* _THE PROBLEM_
Print the whole listing, character for character.

· · · · · · ·

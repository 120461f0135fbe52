use std::collections::HashMap;
use std::sync::OnceLock;

use regex::Regex;

use super::domain::Transmission;
use crate::workflows::normalizer::normalize_text;

/// Below this a "<n> hk" hit is a displacement or trim number, not engine power.
const MIN_PLAUSIBLE_HORSEPOWER: u32 = 50;

static TRANSMISSION_LABELS: OnceLock<HashMap<String, Transmission>> = OnceLock::new();
static HORSEPOWER: OnceLock<Regex> = OnceLock::new();
static ALL_WHEEL_DRIVE: OnceLock<Regex> = OnceLock::new();
static AUTOMATIC_MARKER: OnceLock<Regex> = OnceLock::new();
static MANUAL_MARKER: OnceLock<Regex> = OnceLock::new();

/// Technical specs recovered from free-text variant strings such as
/// `"Active 1.0 Benzin 72 Hk Automatgear"` or `"Executive 71,4 kWh 343 hk AWD"`.
#[derive(Debug, Clone, Copy, PartialEq, Eq, Default)]
pub struct VariantSpecs {
    pub horsepower: Option<u32>,
    pub all_wheel_drive: bool,
    pub transmission: Option<Transmission>,
}

impl VariantSpecs {
    pub fn parse(variant: &str) -> Self {
        Self {
            horsepower: parse_horsepower(variant),
            all_wheel_drive: all_wheel_drive_pattern().is_match(variant),
            transmission: detect_transmission(variant),
        }
    }
}

/// Map an explicit transmission label ("automatgear", "manuel", "auto", ...) to the enum.
pub fn transmission_from_label(label: &str) -> Option<Transmission> {
    transmission_labels().get(&normalize_text(label)).copied()
}

fn parse_horsepower(variant: &str) -> Option<u32> {
    horsepower_pattern()
        .captures_iter(variant)
        .filter_map(|captures| captures.get(1))
        .filter_map(|value| value.as_str().parse::<u32>().ok())
        .find(|hp| *hp >= MIN_PLAUSIBLE_HORSEPOWER)
}

fn detect_transmission(variant: &str) -> Option<Transmission> {
    if automatic_marker().is_match(variant) {
        return Some(Transmission::Automatic);
    }
    if manual_marker().is_match(variant) {
        return Some(Transmission::Manual);
    }
    // Petrol variants are listed without a gearbox marker unless they are automatic.
    if normalize_text(variant).contains("benzin") {
        return Some(Transmission::Manual);
    }
    None
}

fn horsepower_pattern() -> &'static Regex {
    HORSEPOWER.get_or_init(|| Regex::new(r"(?i)(\d{2,4})\s*(?:hk|hp)\b").expect("valid pattern"))
}

fn all_wheel_drive_pattern() -> &'static Regex {
    ALL_WHEEL_DRIVE.get_or_init(|| {
        Regex::new(r"(?i)\b(?:awd|4wd|4x4|all[- ]wheel[- ]drive|firehjulstræk)\b")
            .expect("valid pattern")
    })
}

fn automatic_marker() -> &'static Regex {
    AUTOMATIC_MARKER.get_or_init(|| {
        Regex::new(r"(?i)\b(?:automatgear|automatisk|automatic|aut\.)").expect("valid pattern")
    })
}

fn manual_marker() -> &'static Regex {
    MANUAL_MARKER
        .get_or_init(|| Regex::new(r"(?i)\b(?:manuel|manual|manuelt)\b").expect("valid pattern"))
}

fn transmission_labels() -> &'static HashMap<String, Transmission> {
    TRANSMISSION_LABELS.get_or_init(|| {
        const LABELS: &[(&str, Transmission)] = &[
            ("automatic", Transmission::Automatic),
            ("automatisk", Transmission::Automatic),
            ("automatgear", Transmission::Automatic),
            ("auto", Transmission::Automatic),
            ("aut.", Transmission::Automatic),
            ("at", Transmission::Automatic),
            ("manual", Transmission::Manual),
            ("manuel", Transmission::Manual),
            ("manuelt gear", Transmission::Manual),
            ("mt", Transmission::Manual),
        ];

        let mut map = HashMap::with_capacity(LABELS.len());
        for (label, transmission) in LABELS {
            map.insert(normalize_text(label), *transmission);
        }
        map
    })
}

· · · · · · ·

* _TASK RESULT_
repository 120461f0135fbe52
use std::collections::HashMap;
use std::sync::OnceLock;

use regex::Regex;

use super::domain::Transmission;
use crate::workflows::normalizer::normalize_text;

/// Below this a "<n> hk" hit is a displacement or trim number, not engine power.
const MIN_PLAUSIBLE_HORSEPOWER: u32 = 50;

static TRANSMISSION_LABELS: OnceLock<HashMap<String, Transmission>> = OnceLock::new();
static HORSEPOWER: OnceLock<Regex> = OnceLock::new();
static ALL_WHEEL_DRIVE: OnceLock<Regex> = OnceLock::new();
static AUTOMATIC_MARKER: OnceLock<Regex> = OnceLock::new();
static MANUAL_MARKER: OnceLock<Regex> = OnceLock::new();

/// Technical specs recovered from free-text variant strings such as
/// `"Active 1.0 Benzin 72 Hk Automatgear"` or `"Executive 71,4 kWh 343 hk AWD"`.
#[derive(Debug, Clone, Copy, PartialEq, Eq, Default)]
pub struct VariantSpecs {
    pub horsepower: Option<u32>,
    pub all_wheel_drive: bool,
    pub transmission: Option<Transmission>,
}

impl VariantSpecs {
    pub fn parse(variant: &str) -> Self {
        Self {
            horsepower: parse_horsepower(variant),
            all_wheel_drive: all_wheel_drive_pattern().is_match(variant),
            transmission: detect_transmission(variant),
        }
    }
}

/// Map an explicit transmission label ("automatgear", "manuel", "auto", ...) to the enum.
pub fn transmission_from_label(label: &str) -> Option<Transmission> {
    transmission_labels().get(&normalize_text(label)).copied()
}

fn parse_horsepower(variant: &str) -> Option<u32> {
    horsepower_pattern()
        .captures_iter(variant)
        .filter_map(|captures| captures.get(1))
        .filter_map(|value| value.as_str().parse::<u32>().ok())
        .find(|hp| *hp >= MIN_PLAUSIBLE_HORSEPOWER)
}

fn detect_transmission(variant: &str) -> Option<Transmission> {
    if automatic_marker().is_match(variant) {
        return Some(Transmission::Automatic);
    }
    if manual_marker().is_match(variant) {
        return Some(Transmission::Manual);
    }
    // Petrol variants are listed without a gearbox marker unless they are automatic.
    if normalize_text(variant).contains("benzin") {
        return Some(Transmission::Manual);
    }
    None
}

fn horsepower_pattern() -> &'static Regex {
    HORSEPOWER.get_or_init(|| Regex::new(r"(?i)(\d{2,4})\s*(?:hk|hp)\b").expect("valid pattern"))
}

fn all_wheel_drive_pattern() -> &'static Regex {
    ALL_WHEEL_DRIVE.get_or_init(|| {
        Regex::new(r"(?i)\b(?:awd|4wd|4x4|all[- ]wheel[- ]drive|firehjulstræk)\b")
            .expect("valid pattern")
    })
}

fn automatic_marker() -> &'static Regex {
    AUTOMATIC_MARKER.get_or_init(|| {
        Regex::new(r"(?i)\b(?:automatgear|automatisk|automatic|aut\.)").expect("valid pattern")
    })
}

fn manual_marker() -> &'static Regex {
    MANUAL_MARKER
        .get_or_init(|| Regex::new(r"(?i)\b(?:manuel|manual|manuelt)\b").expect("valid pattern"))
}

fn transmission_labels() -> &'static HashMap<String, Transmission> {
    TRANSMISSION_LABELS.get_or_init(|| {
        const LABELS: &[(&str, Transmission)] = &[
            ("automatic", Transmission::Automatic),
            ("automatisk", Transmission::Automatic),
            ("automatgear", Transmission::Automatic),
            ("auto", Transmission::Automatic),
            ("aut.", Transmission::Automatic),
            ("at", Transmission::Automatic),
            ("manual", Transmission::Manual),
            ("manuel", Transmission::Manual),
            ("manuelt gear", Transmission::Manual),
            ("mt", Transmission::Manual),
        ];

        let mut map = HashMap::with_capacity(LABELS.len());
        for (label, transmission) in LABELS {
            map.insert(normalize_text(label), *transmission);
        }
        map
    })
}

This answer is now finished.